Task inputs —
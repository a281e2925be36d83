//! Chat noise generation using curated personas and message templates.
//!
//! Produces the "sea" a chat channel's signal messages are buried in:
//! standups, PR reviews, watercooler questions, and bot traffic (CI,
//! deploys, alerts, dependency bumps). The 40% bot / 60% human split and
//! the per-category weights are designed properties — they are what makes
//! a channel read like a real engineering org at scale.

use chrono::Duration;

use crate::{
    entry::{ChatMessage, Entry},
    generator::{EntryGenerator, GeneratorConfig},
    rng::PositionRng,
    types::Position,
};

/// (handle, real name) pairs for human noise authors.
const PERSONAS: &[(&str, &str)] = &[
    ("alice-eng", "Alice Chen"),
    ("bob-sre", "Bob Martinez"),
    ("carol-pm", "Carol Wang"),
    ("dave-fe", "Dave Kim"),
    ("eve-data", "Eve Johnson"),
    ("frank-devops", "Frank Osei"),
    ("grace-qa", "Grace Liu"),
    ("hank-ml", "Hank Patel"),
    ("iris-security", "Iris Nakamura"),
    ("jack-mobile", "Jack Thompson"),
];

pub(crate) const SERVICES: &[&str] = &[
    "checkout", "shipping", "recommendation", "product-catalog", "ad",
    "cart", "payment", "email", "frontend", "accounting", "product-reviews",
    "load-generator", "fraud-detection", "currency",
];

const FEATURES: &[&str] = &[
    "user authentication", "cart persistence", "search indexing",
    "recommendation model v2", "payment retry logic", "shipping cost calculator",
    "product image CDN", "A/B testing framework", "metrics pipeline",
    "admin dashboard", "mobile API", "webhook delivery", "rate limiting",
    "order tracking", "inventory sync", "email templates",
];

const TECHS: &[&str] = &[
    "gRPC", "Kafka", "Redis", "Valkey", "PostgreSQL", "Next.js", "Go",
    "Rust", "Python", "Java", "protobuf", "Kubernetes", "Docker",
    "OpenTelemetry", "Prometheus", "Grafana", "Flagd", "Terraform",
];

const TEAMS: &[&str] = &["backend", "platform", "frontend", "data", "infra"];

const COMPONENTS: &[&str] = &["checkout", "cart", "auth", "shipping", "payment"];

pub struct ChatNoiseGenerator;

impl EntryGenerator for ChatNoiseGenerator {
    fn generate(
        &self,
        config: &GeneratorConfig,
        position: Position,
        rng: &mut PositionRng,
    ) -> Entry {
        let jitter_minutes = rng.range_i64(-30, 30);
        let timestamp = config.base_time(position) + Duration::minutes(jitter_minutes);

        // 40% bot messages, 60% human.
        let (user, text) = if rng.chance(0.4) {
            bot_message(rng)
        } else {
            human_message(rng)
        };

        Entry::Chat(ChatMessage {
            user,
            text,
            timestamp,
            channel: None,
        })
    }
}

fn persona_display(rng: &mut PositionRng) -> String {
    let (handle, real) = rng.pick(PERSONAS);
    format!("{real} ({handle})")
}

fn first_name(rng: &mut PositionRng) -> &'static str {
    let (_, real) = rng.pick(PERSONAS);
    real.split_whitespace().next().unwrap_or(real)
}

fn version(rng: &mut PositionRng) -> String {
    format!("v{}.{}.{}", rng.below(5) + 1, rng.below(21), rng.below(11))
}

fn ticket(rng: &mut PositionRng) -> String {
    format!("ENG-{}", 1000 + rng.below(9000))
}

fn human_message(rng: &mut PositionRng) -> (String, String) {
    let user = persona_display(rng);
    // general weighted 3x against standup and pr_review.
    let text = match rng.below(5) {
        0 => standup_text(rng),
        1 => pr_review_text(rng),
        _ => general_text(rng),
    };
    (user, text)
}

fn standup_text(rng: &mut PositionRng) -> String {
    match rng.below(8) {
        0 => format!(
            "Yesterday: {}. Today: {}. No blockers.",
            rng.pick(FEATURES),
            rng.pick(FEATURES)
        ),
        1 => format!(
            "Wrapping up {}. Should be ready for review by EOD.",
            rng.pick(FEATURES)
        ),
        2 => format!(
            "Still working on {}. Hit a snag with {}, investigating.",
            ticket(rng),
            rng.pick(TECHS)
        ),
        3 => format!(
            "PR #{} is up for {}. Would appreciate eyes on the {} changes.",
            1000 + rng.below(1000),
            rng.pick(FEATURES),
            rng.pick(COMPONENTS)
        ),
        4 => format!(
            "Blocked on {} waiting for {} to deploy their changes.",
            ticket(rng),
            rng.pick(TEAMS)
        ),
        5 => format!(
            "Quick update: {} is in staging, running soak test overnight.",
            rng.pick(FEATURES)
        ),
        6 => format!("Pairing with {} on {} today.", first_name(rng), ticket(rng)),
        _ => "OOO this afternoon, dentist appointment. Back tomorrow.".to_string(),
    }
}

fn pr_review_text(rng: &mut PositionRng) -> String {
    match rng.below(8) {
        0 => "LGTM, approving.".to_string(),
        1 => format!(
            "Left a few comments on the {} changes, nothing blocking.",
            rng.pick(COMPONENTS)
        ),
        2 => format!(
            "nit: can we rename `{}` to something more descriptive?",
            rng.pick(&["ctx", "svc", "cfg", "req", "resp"])
        ),
        3 => format!(
            "This looks good but I'd add a test for the edge case where {}.",
            rng.pick(&["empty cart", "nil user", "timeout", "invalid currency"])
        ),
        4 => format!(
            "Approved with suggestion: consider using {} instead of {} here.",
            rng.pick(&["context.WithTimeout", "sync.Pool", "errgroup"]),
            rng.pick(&["manual goroutines", "channels", "mutex"])
        ),
        5 => format!(
            "Question: why did we choose {} over {}?",
            rng.pick(&["gRPC streaming", "HTTP/2", "WebSocket"]),
            rng.pick(&["polling", "long-polling", "SSE"])
        ),
        6 => "Looks clean. Ship it.".to_string(),
        _ => format!("+1, nice refactor of the {} module.", rng.pick(COMPONENTS)),
    }
}

fn general_text(rng: &mut PositionRng) -> String {
    match rng.below(8) {
        0 => format!(
            "Anyone know the status of the {} migration?",
            rng.pick(SERVICES)
        ),
        1 => format!(
            "FYI <link> is a good read on {}.",
            rng.pick(&["distributed systems", "Go performance", "Kafka tuning", "observability"])
        ),
        2 => format!(
            "Is {} still happening today?",
            rng.pick(&["sprint planning", "retro", "architecture review", "standup"])
        ),
        3 => format!(
            "Can someone review PR #{}? It's been open for 3 days.",
            1000 + rng.below(1000)
        ),
        4 => format!(
            "The {} environment is acting up again, seeing intermittent {}.",
            rng.pick(&["staging", "dev", "production"]),
            rng.pick(&["timeouts", "connection resets", "high latency", "OOM kills"])
        ),
        5 => format!(
            "Heads up: upgrading {} to {} next week.",
            rng.pick(TECHS),
            version(rng)
        ),
        6 => format!(
            "Does anyone have experience with {}? Trying to decide between that and {}.",
            rng.pick(TECHS),
            rng.pick(TECHS)
        ),
        _ => format!(
            "Reminder: {} is tomorrow. Don't forget to sign up.",
            rng.pick(&["tech talk", "team lunch", "demo day", "all-hands"])
        ),
    }
}

fn bot_message(rng: &mut PositionRng) -> (String, String) {
    // CI notifications dominate bot traffic 3:1:1:1.
    match rng.below(6) {
        0 | 1 | 2 => ("bot: ci-notify".to_string(), ci_text(rng)),
        3 => ("bot: deploy-notify".to_string(), deploy_text(rng)),
        4 => ("bot: grafana-alert".to_string(), alert_text(rng)),
        _ => ("bot: dependabot".to_string(), dependabot_text(rng)),
    }
}

fn branch(rng: &mut PositionRng) -> String {
    match rng.below(3) {
        0 => "main".to_string(),
        1 => "develop".to_string(),
        _ => format!("feature/{}", ticket(rng)),
    }
}

fn ci_text(rng: &mut PositionRng) -> String {
    let service = rng.pick(SERVICES);
    let build = 100 + rng.below(1900);
    let br = branch(rng);
    match rng.below(3) {
        0 => format!("Build passed: {service} #{build} ({br})"),
        1 => format!(
            "Build failed: {service} #{build} ({br}) - {} test(s) failed",
            rng.below(5) + 1
        ),
        _ => format!("Build passed: {service} #{build} ({br}) [flaky test retry succeeded]"),
    }
}

fn deploy_text(rng: &mut PositionRng) -> String {
    let service = rng.pick(SERVICES);
    let old = version(rng);
    let new = version(rng);
    match rng.below(3) {
        0 => format!("Deploy complete: {service} {old} -> {new}"),
        1 => format!(
            "Deploy started: {service} {new} to {}",
            rng.pick(&["production", "staging"])
        ),
        _ => format!("Rollback complete: {service} reverted to {old}"),
    }
}

fn alert_text(rng: &mut PositionRng) -> String {
    let alert = rng.pick(&[
        "HighLatency", "ErrorRate", "CPUUsage", "MemoryUsage", "DiskSpace", "PodRestart",
    ]);
    match rng.below(4) {
        0 => format!(
            "[FIRING] {alert}: {} {} for {}",
            rng.pick(&["http_request_duration_p99", "error_rate", "cpu_percent", "memory_used_bytes"]),
            rng.pick(&["> 1s for 5m", "> 5% for 10m", "> 80% for 15m", "> 90% for 5m"]),
            rng.pick(&["5 minutes", "10 minutes", "15 minutes"])
        ),
        1 => format!(
            "[RESOLVED] {alert}: {} returned to normal",
            rng.pick(&["http_request_duration_p99", "error_rate", "cpu_percent", "memory_used_bytes"])
        ),
        2 => format!("[FIRING] {alert}: {} health check failed", rng.pick(SERVICES)),
        _ => format!("[RESOLVED] {alert}: {} health check recovered", rng.pick(SERVICES)),
    }
}

fn dependabot_text(rng: &mut PositionRng) -> String {
    format!(
        "PR #{}: Bump {} from {}.{}.{} to {}.{}.{} in /src/{}",
        1200 + rng.below(300),
        rng.pick(&[
            "golang.org/x/net",
            "google.golang.org/grpc",
            "github.com/IBM/sarama",
            "protobuf",
        ]),
        rng.below(5) + 1,
        rng.below(41),
        rng.below(11),
        rng.below(5) + 1,
        rng.below(41),
        rng.below(15) + 1,
        rng.pick(SERVICES)
    )
}

#[cfg(test)]
mod tests {
    use super::*;
    use crate::rng::source_discriminant;

    fn config() -> GeneratorConfig {
        GeneratorConfig::new(42, source_discriminant("chat", "incidents"), 5000)
    }

    #[test]
    fn generation_is_deterministic() {
        let cfg = config();
        let a = ChatNoiseGenerator.generate(&cfg, 1234, &mut cfg.rng_at(1234));
        let b = ChatNoiseGenerator.generate(&cfg, 1234, &mut cfg.rng_at(1234));
        assert_eq!(a, b);
    }

    #[test]
    fn bot_share_is_roughly_forty_percent() {
        let cfg = config();
        let bots = (0..2000)
            .filter(|&p| {
                let entry = ChatNoiseGenerator.generate(&cfg, p, &mut cfg.rng_at(p));
                entry.field("user").unwrap().starts_with("bot:")
            })
            .count();
        assert!(
            (600..=1000).contains(&bots),
            "expected ~40% bot messages, got {bots}/2000"
        );
    }

    #[test]
    fn timestamps_advance_with_position() {
        let cfg = config();
        let early = ChatNoiseGenerator.generate(&cfg, 10, &mut cfg.rng_at(10));
        let late = ChatNoiseGenerator.generate(&cfg, 4500, &mut cfg.rng_at(4500));
        assert!(early.timestamp() < late.timestamp());
    }
}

What to produce —
Bring together every line in the entries that holds the string "GeneratorConfig".

Completed task —
    generator::{EntryGenerator, GeneratorConfig},
        config: &GeneratorConfig,
    fn config() -> GeneratorConfig {
        GeneratorConfig::new(42, source_discriminant("chat", "incidents"), 5000)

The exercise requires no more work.